Intacoronal Non-vital Tooth Bleaching:
The medicament is placed in the pulp chamber, sealed, left for 3-7 days, and is replaced regularly until acceptable bleaching is achieved. Cervical root resorption is an inflammatory-mediated external resorption of the root, which may be seen after trauma and following intacoronal bleaching and has been reported. Intra-coronal bleaching requires healthy periodontal tissues and RCT that achieves proper obturation and a completely sealed canal orifice to prevent bleaching agent from reaching the periapical tissues.

External Vital Tooth Bleaching:
Four different approaches include 1) dentist-administered bleaching: a high concentration medicament often supplemented with a heat source 2) dentist-supervised bleaching: by means of tray delivered high concentrated medicament for 30 mins to 2 hrs while patient in dental office 3) dentist-provided bleaching: AKA at- home bleaching with custom made tray 4) over the counter products.

Side Effects:
Tooth sensitivity: most common side effect of external tooth bleaching. The mechanisms responsible have not yet been fully established. In vitro studies have shown that peroxide penetrated enamel and dentin and entered the pulp chamber. Histological evaluation revealed mild inflammatory changes.
Mucosal irritation: High concentration of H2O2 is caustic to mucous membranes and may cause burns and bleaching of the gingival.
Alteration of the enamel surface: The enamel surface exposed to bleaching agents underwent slight morphologic changes including loss of the aprismatic enamel layer and changes in the inorganic composition.
Effects on restorations: lab studies report increased mercury release from amalgams exposed to some bleaching medicaments. Also, the bond strength b/t enamel and resin-based fillings was reduced in the first 24hrs of bleaching.

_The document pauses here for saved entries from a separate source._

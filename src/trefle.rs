use crate::domain::PlantRecord;
use rand::seq::SliceRandom;
use reqwest::StatusCode;
use secrecy::{ExposeSecret, Secret};
use serde::Deserialize;
use std::time::Duration;

/// Client for the Trefle plant API, reached through a public CORS relay.
///
/// Every request targets the relay with the real Trefle URL passed in the
/// `url` query parameter, mirroring how a browser client would sidestep CORS.
pub struct TrefleClient {
    http: reqwest::Client,
    base_url: String,
    relay_url: String,
    token: Option<Secret<String>>,
    page_size: u32,
}

#[derive(Debug, thiserror::Error)]
pub enum TrefleError {
    #[error("Trefle API token is required. Get one from trefle.io and add it to the configuration.")]
    MissingToken,
    #[error("Failed to fetch plants: {0}")]
    Unavailable(StatusCode),
    #[error("No plants with images found")]
    NoResults,
    #[error("Failed to reach the plant API: {0}")]
    Request(#[from] reqwest::Error),
}

impl TrefleClient {
    pub fn new(
        base_url: String,
        relay_url: String,
        token: Option<Secret<String>>,
        page_size: u32,
        timeout: Duration,
    ) -> Self {
        let http = reqwest::Client::builder()
            .timeout(timeout)
            .build()
            .expect("Failed to build the HTTP client.");
        Self {
            http,
            base_url,
            relay_url,
            token,
            page_size,
        }
    }

    /// Whether a Trefle token is configured. Without one the create flow is
    /// disabled rather than failing at request time.
    pub fn is_configured(&self) -> bool {
        self.token.is_some()
    }

    /// One page of plant summaries, filtered to records carrying an image.
    pub async fn list_candidate_plants(&self) -> Result<Vec<PlantRecord>, TrefleError> {
        let token = self.token()?;
        let target = format!(
            "{}/api/v1/plants?token={}&filter[complete_data]=true&page_size={}",
            self.base_url, token, self.page_size
        );
        let response = self
            .http
            .get(&self.relay_url)
            .query(&[("url", target.as_str())])
            .send()
            .await?;
        if !response.status().is_success() {
            return Err(TrefleError::Unavailable(response.status()));
        }

        let page: PlantPage = response.json().await?;
        let candidates = filter_candidates(page.data);
        if candidates.is_empty() {
            return Err(TrefleError::NoResults);
        }
        Ok(candidates)
    }

    /// A candidate chosen uniformly at random from the current page.
    pub async fn random_candidate(&self) -> Result<PlantRecord, TrefleError> {
        let candidates = self.list_candidate_plants().await?;
        let mut rng = rand::thread_rng();
        candidates
            .choose(&mut rng)
            .cloned()
            .ok_or(TrefleError::NoResults)
    }

    /// The full record for one plant. Failures here are soft: the caller is
    /// expected to fall back to the summary record and random attributes.
    pub async fn fetch_plant_detail(&self, id: i64) -> Result<PlantRecord, TrefleError> {
        let token = self.token()?;
        let target = format!("{}/api/v1/plants/{}?token={}", self.base_url, id, token);
        let response = self
            .http
            .get(&self.relay_url)
            .query(&[("url", target.as_str())])
            .send()
            .await?;
        if !response.status().is_success() {
            return Err(TrefleError::Unavailable(response.status()));
        }

        let envelope: PlantEnvelope = response.json().await?;
        Ok(envelope.data)
    }

    fn token(&self) -> Result<&str, TrefleError> {
        self.token
            .as_ref()
            .map(|token| token.expose_secret().as_str())
            .ok_or(TrefleError::MissingToken)
    }
}

#[derive(Deserialize)]
struct PlantPage {
    #[serde(default)]
    data: Vec<PlantRecord>,
}

#[derive(Deserialize)]
struct PlantEnvelope {
    data: PlantRecord,
}

fn filter_candidates(records: Vec<PlantRecord>) -> Vec<PlantRecord> {
    records
        .into_iter()
        .filter(|record| {
            record
                .image_url
                .as_deref()
                .is_some_and(|url| !url.is_empty())
        })
        .collect()
}

#[cfg(test)]
mod tests {
    use super::{PlantPage, filter_candidates};
    use serde_json::json;

    #[test]
    fn candidates_without_an_image_are_dropped() {
        let page: PlantPage = serde_json::from_value(json!({
            "data": [
                { "id": 1, "common_name": "No image" },
                { "id": 2, "common_name": "Empty image", "image_url": "" },
                { "id": 3, "common_name": "Pictured", "image_url": "https://img.example/3.jpg" }
            ]
        }))
        .expect("plant page");

        let candidates = filter_candidates(page.data);
        assert_eq!(candidates.len(), 1);
        assert_eq!(candidates[0].id, Some(3));
    }

    #[test]
    fn a_page_without_a_data_field_parses_as_empty() {
        let page: PlantPage = serde_json::from_value(json!({})).expect("empty page");
        assert!(filter_candidates(page.data).is_empty());
    }
}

Genotoxicity and Carcinogenicity:
H2O2 has been shown to have a weak local carcinogenic-inducing potential. The mechanism is unclear, but the genotoxic action cannot be excluded, since free radicals formed from H2O2 are capable of attaching DNA.

Summary of conclusions:
Generally, bleaching is safe and its use is widespread. The practitioner should be selective and provide professional bleaching to the patient in which this treatment is clinically justified.

Assessment of article: Good in-depth review of tooth bleaching.